→ **Items from a data source**:
==============================

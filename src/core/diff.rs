//! Recursive dependency tree diff
//!
//! Compares two snapshots level by level and emits one [`ChangeRecord`] per
//! package visited. Packages present in both snapshots are always emitted
//! (even with identical versions) and recursed into; packages that only exist
//! on one side are emitted once and summarized by their direct dependency
//! count, without descending into their children.
//!
//! Ordering at every level: packages only present in the new snapshot come
//! first (in new snapshot order), followed by the old snapshot's packages in
//! old snapshot order, each immediately followed by its own subtree's records.

use std::cmp::Ordering;

use serde::Serialize;

use crate::core::snapshot::{PackageNode, Snapshot};

/// Classification of a record
#[derive(Debug, Clone, Copy, PartialEq, Eq, Serialize)]
#[serde(rename_all = "lowercase")]
pub enum ChangeKind {
    /// Only present in the new snapshot
    Added,
    /// Only present in the old snapshot
    Removed,
    /// Present in both, version differs
    Updated,
    /// Present in both, same version
    Unchanged,
}

impl std::fmt::Display for ChangeKind {
    fn fmt(&self, f: &mut std::fmt::Formatter<'_>) -> std::fmt::Result {
        match self {
            Self::Added => write!(f, "added"),
            Self::Removed => write!(f, "removed"),
            Self::Updated => write!(f, "updated"),
            Self::Unchanged => write!(f, "unchanged"),
        }
    }
}

/// Semver classification of a version update
#[derive(Debug, Clone, Copy, PartialEq, Eq, Serialize)]
#[serde(rename_all = "lowercase")]
pub enum VersionChange {
    Major,
    Minor,
    Patch,
    Prerelease,
    /// Only the build metadata differs
    Build,
    Downgrade,
    /// One of the versions is not valid semver
    Unparsed,
}

impl VersionChange {
    /// Classify the move from `previous` to `new`
    pub fn classify(previous: &str, new: &str) -> Self {
        let (Ok(prev), Ok(next)) = (semver::Version::parse(previous), semver::Version::parse(new))
        else {
            return Self::Unparsed;
        };

        if next.cmp_precedence(&prev) == Ordering::Less {
            Self::Downgrade
        } else if next.major != prev.major {
            Self::Major
        } else if next.minor != prev.minor {
            Self::Minor
        } else if next.patch != prev.patch {
            Self::Patch
        } else if next.pre != prev.pre {
            Self::Prerelease
        } else {
            Self::Build
        }
    }
}

/// One difference (or non-difference) between two snapshots for one package
#[derive(Debug, Clone, PartialEq, Eq, Serialize)]
pub struct ChangeRecord {
    /// Package name
    pub package_name: String,
    /// Names from the root down to this package's parent
    pub ancestor_path: Vec<String>,
    /// Size of the package's own dependency map in the snapshot it was taken from
    pub direct_dependency_count: usize,
    /// Package only exists in the new snapshot
    pub added: bool,
    /// Package only exists in the old snapshot
    pub removed: bool,
    /// Version in the old snapshot
    pub previous_version: Option<String>,
    /// Version in the new snapshot
    pub new_version: Option<String>,
}

impl ChangeRecord {
    fn added(name: &str, ancestor_path: &[String], node: &PackageNode) -> Self {
        Self {
            package_name: name.to_string(),
            ancestor_path: ancestor_path.to_vec(),
            direct_dependency_count: node.direct_dependency_count(),
            added: true,
            removed: false,
            previous_version: None,
            new_version: Some(node.version.clone()),
        }
    }

    fn removed(name: &str, ancestor_path: &[String], node: &PackageNode) -> Self {
        Self {
            package_name: name.to_string(),
            ancestor_path: ancestor_path.to_vec(),
            direct_dependency_count: node.direct_dependency_count(),
            added: false,
            removed: true,
            previous_version: Some(node.version.clone()),
            new_version: None,
        }
    }

    fn compared(
        name: &str,
        ancestor_path: &[String],
        old: &PackageNode,
        new: &PackageNode,
    ) -> Self {
        Self {
            package_name: name.to_string(),
            ancestor_path: ancestor_path.to_vec(),
            direct_dependency_count: old.direct_dependency_count(),
            added: false,
            removed: false,
            previous_version: Some(old.version.clone()),
            new_version: Some(new.version.clone()),
        }
    }

    /// What happened to the package
    pub fn kind(&self) -> ChangeKind {
        if self.added {
            ChangeKind::Added
        } else if self.removed {
            ChangeKind::Removed
        } else if self.previous_version == self.new_version {
            ChangeKind::Unchanged
        } else {
            ChangeKind::Updated
        }
    }

    /// Whether the record carries anything worth reporting
    pub fn is_change(&self) -> bool {
        self.kind() != ChangeKind::Unchanged
    }

    /// Depth in the tree (0 for top-level packages)
    pub fn depth(&self) -> usize {
        self.ancestor_path.len()
    }

    /// Full path from the root down to and including this package
    pub fn breadcrumb(&self) -> Vec<&str> {
        self.ancestor_path
            .iter()
            .map(String::as_str)
            .chain(std::iter::once(self.package_name.as_str()))
            .collect()
    }

    /// Semver classification for updated packages
    pub fn version_change(&self) -> Option<VersionChange> {
        match (self.kind(), &self.previous_version, &self.new_version) {
            (ChangeKind::Updated, Some(previous), Some(new)) => {
                Some(VersionChange::classify(previous, new))
            }
            _ => None,
        }
    }
}

/// Diff two whole-tree snapshots
pub fn diff_snapshots(old: &Snapshot, new: &Snapshot) -> Vec<ChangeRecord> {
    diff(Some(old), Some(new), &[])
}

/// Diff two dependency sets located at `ancestor_path`
///
/// An absent `old` behaves like an empty one: every entry of `new` is
/// reported as added.
pub fn diff(
    old: Option<&Snapshot>,
    new: Option<&Snapshot>,
    ancestor_path: &[String],
) -> Vec<ChangeRecord> {
    let mut records = Vec::new();
    let mut path = ancestor_path.to_vec();
    diff_level(old, new, &mut path, &mut records);
    records
}

fn diff_level(
    old: Option<&Snapshot>,
    new: Option<&Snapshot>,
    path: &mut Vec<String>,
    records: &mut Vec<ChangeRecord>,
) {
    let old = match old {
        Some(old) if !old.is_empty() => old,
        _ => {
            for (name, node) in new.into_iter().flatten() {
                records.push(ChangeRecord::added(name, path, node));
            }
            return;
        }
    };

    // Additions at this level go before anything from the old side
    for (name, node) in new.into_iter().flatten() {
        if !old.contains_key(name) {
            records.push(ChangeRecord::added(name, path, node));
        }
    }

    for (name, old_node) in old {
        tracing::trace!("Looking at package: {}", {
            let mut full = path.clone();
            full.push(name.clone());
            full.join(" -> ")
        });

        let Some(new_node) = new.and_then(|new| new.get(name)) else {
            records.push(ChangeRecord::removed(name, path, old_node));
            continue;
        };

        records.push(ChangeRecord::compared(name, path, old_node, new_node));

        path.push(name.clone());
        diff_level(
            old_node.dependencies.as_ref(),
            new_node.dependencies.as_ref(),
            path,
            records,
        );
        path.pop();
    }
}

==============================

→ **TASK DESCRIPTION**:
Quote the data above in full, changing nothing.

→ **ANSWER**:
filename src/core/diff.rs
//! Recursive dependency tree diff
//!
//! Compares two snapshots level by level and emits one [`ChangeRecord`] per
//! package visited. Packages present in both snapshots are always emitted
//! (even with identical versions) and recursed into; packages that only exist
//! on one side are emitted once and summarized by their direct dependency
//! count, without descending into their children.
//!
//! Ordering at every level: packages only present in the new snapshot come
//! first (in new snapshot order), followed by the old snapshot's packages in
//! old snapshot order, each immediately followed by its own subtree's records.

use std::cmp::Ordering;

use serde::Serialize;

use crate::core::snapshot::{PackageNode, Snapshot};

/// Classification of a record
#[derive(Debug, Clone, Copy, PartialEq, Eq, Serialize)]
#[serde(rename_all = "lowercase")]
pub enum ChangeKind {
    /// Only present in the new snapshot
    Added,
    /// Only present in the old snapshot
    Removed,
    /// Present in both, version differs
    Updated,
    /// Present in both, same version
    Unchanged,
}

impl std::fmt::Display for ChangeKind {
    fn fmt(&self, f: &mut std::fmt::Formatter<'_>) -> std::fmt::Result {
        match self {
            Self::Added => write!(f, "added"),
            Self::Removed => write!(f, "removed"),
            Self::Updated => write!(f, "updated"),
            Self::Unchanged => write!(f, "unchanged"),
        }
    }
}

/// Semver classification of a version update
#[derive(Debug, Clone, Copy, PartialEq, Eq, Serialize)]
#[serde(rename_all = "lowercase")]
pub enum VersionChange {
    Major,
    Minor,
    Patch,
    Prerelease,
    /// Only the build metadata differs
    Build,
    Downgrade,
    /// One of the versions is not valid semver
    Unparsed,
}

impl VersionChange {
    /// Classify the move from `previous` to `new`
    pub fn classify(previous: &str, new: &str) -> Self {
        let (Ok(prev), Ok(next)) = (semver::Version::parse(previous), semver::Version::parse(new))
        else {
            return Self::Unparsed;
        };

        if next.cmp_precedence(&prev) == Ordering::Less {
            Self::Downgrade
        } else if next.major != prev.major {
            Self::Major
        } else if next.minor != prev.minor {
            Self::Minor
        } else if next.patch != prev.patch {
            Self::Patch
        } else if next.pre != prev.pre {
            Self::Prerelease
        } else {
            Self::Build
        }
    }
}

/// One difference (or non-difference) between two snapshots for one package
#[derive(Debug, Clone, PartialEq, Eq, Serialize)]
pub struct ChangeRecord {
    /// Package name
    pub package_name: String,
    /// Names from the root down to this package's parent
    pub ancestor_path: Vec<String>,
    /// Size of the package's own dependency map in the snapshot it was taken from
    pub direct_dependency_count: usize,
    /// Package only exists in the new snapshot
    pub added: bool,
    /// Package only exists in the old snapshot
    pub removed: bool,
    /// Version in the old snapshot
    pub previous_version: Option<String>,
    /// Version in the new snapshot
    pub new_version: Option<String>,
}

impl ChangeRecord {
    fn added(name: &str, ancestor_path: &[String], node: &PackageNode) -> Self {
        Self {
            package_name: name.to_string(),
            ancestor_path: ancestor_path.to_vec(),
            direct_dependency_count: node.direct_dependency_count(),
            added: true,
            removed: false,
            previous_version: None,
            new_version: Some(node.version.clone()),
        }
    }

    fn removed(name: &str, ancestor_path: &[String], node: &PackageNode) -> Self {
        Self {
            package_name: name.to_string(),
            ancestor_path: ancestor_path.to_vec(),
            direct_dependency_count: node.direct_dependency_count(),
            added: false,
            removed: true,
            previous_version: Some(node.version.clone()),
            new_version: None,
        }
    }

    fn compared(
        name: &str,
        ancestor_path: &[String],
        old: &PackageNode,
        new: &PackageNode,
    ) -> Self {
        Self {
            package_name: name.to_string(),
            ancestor_path: ancestor_path.to_vec(),
            direct_dependency_count: old.direct_dependency_count(),
            added: false,
            removed: false,
            previous_version: Some(old.version.clone()),
            new_version: Some(new.version.clone()),
        }
    }

    /// What happened to the package
    pub fn kind(&self) -> ChangeKind {
        if self.added {
            ChangeKind::Added
        } else if self.removed {
            ChangeKind::Removed
        } else if self.previous_version == self.new_version {
            ChangeKind::Unchanged
        } else {
            ChangeKind::Updated
        }
    }

    /// Whether the record carries anything worth reporting
    pub fn is_change(&self) -> bool {
        self.kind() != ChangeKind::Unchanged
    }

    /// Depth in the tree (0 for top-level packages)
    pub fn depth(&self) -> usize {
        self.ancestor_path.len()
    }

    /// Full path from the root down to and including this package
    pub fn breadcrumb(&self) -> Vec<&str> {
        self.ancestor_path
            .iter()
            .map(String::as_str)
            .chain(std::iter::once(self.package_name.as_str()))
            .collect()
    }

    /// Semver classification for updated packages
    pub fn version_change(&self) -> Option<VersionChange> {
        match (self.kind(), &self.previous_version, &self.new_version) {
            (ChangeKind::Updated, Some(previous), Some(new)) => {
                Some(VersionChange::classify(previous, new))
            }
            _ => None,
        }
    }
}

/// Diff two whole-tree snapshots
pub fn diff_snapshots(old: &Snapshot, new: &Snapshot) -> Vec<ChangeRecord> {
    diff(Some(old), Some(new), &[])
}

/// Diff two dependency sets located at `ancestor_path`
///
/// An absent `old` behaves like an empty one: every entry of `new` is
/// reported as added.
pub fn diff(
    old: Option<&Snapshot>,
    new: Option<&Snapshot>,
    ancestor_path: &[String],
) -> Vec<ChangeRecord> {
    let mut records = Vec::new();
    let mut path = ancestor_path.to_vec();
    diff_level(old, new, &mut path, &mut records);
    records
}

fn diff_level(
    old: Option<&Snapshot>,
    new: Option<&Snapshot>,
    path: &mut Vec<String>,
    records: &mut Vec<ChangeRecord>,
) {
    let old = match old {
        Some(old) if !old.is_empty() => old,
        _ => {
            for (name, node) in new.into_iter().flatten() {
                records.push(ChangeRecord::added(name, path, node));
            }
            return;
        }
    };

    // Additions at this level go before anything from the old side
    for (name, node) in new.into_iter().flatten() {
        if !old.contains_key(name) {
            records.push(ChangeRecord::added(name, path, node));
        }
    }

    for (name, old_node) in old {
        tracing::trace!("Looking at package: {}", {
            let mut full = path.clone();
            full.push(name.clone());
            full.join(" -> ")
        });

        let Some(new_node) = new.and_then(|new| new.get(name)) else {
            records.push(ChangeRecord::removed(name, path, old_node));
            continue;
        };

        records.push(ChangeRecord::compared(name, path, old_node, new_node));

        path.push(name.clone());
        diff_level(
            old_node.dependencies.as_ref(),
            new_node.dependencies.as_ref(),
            path,
            records,
        );
        path.pop();
    }
}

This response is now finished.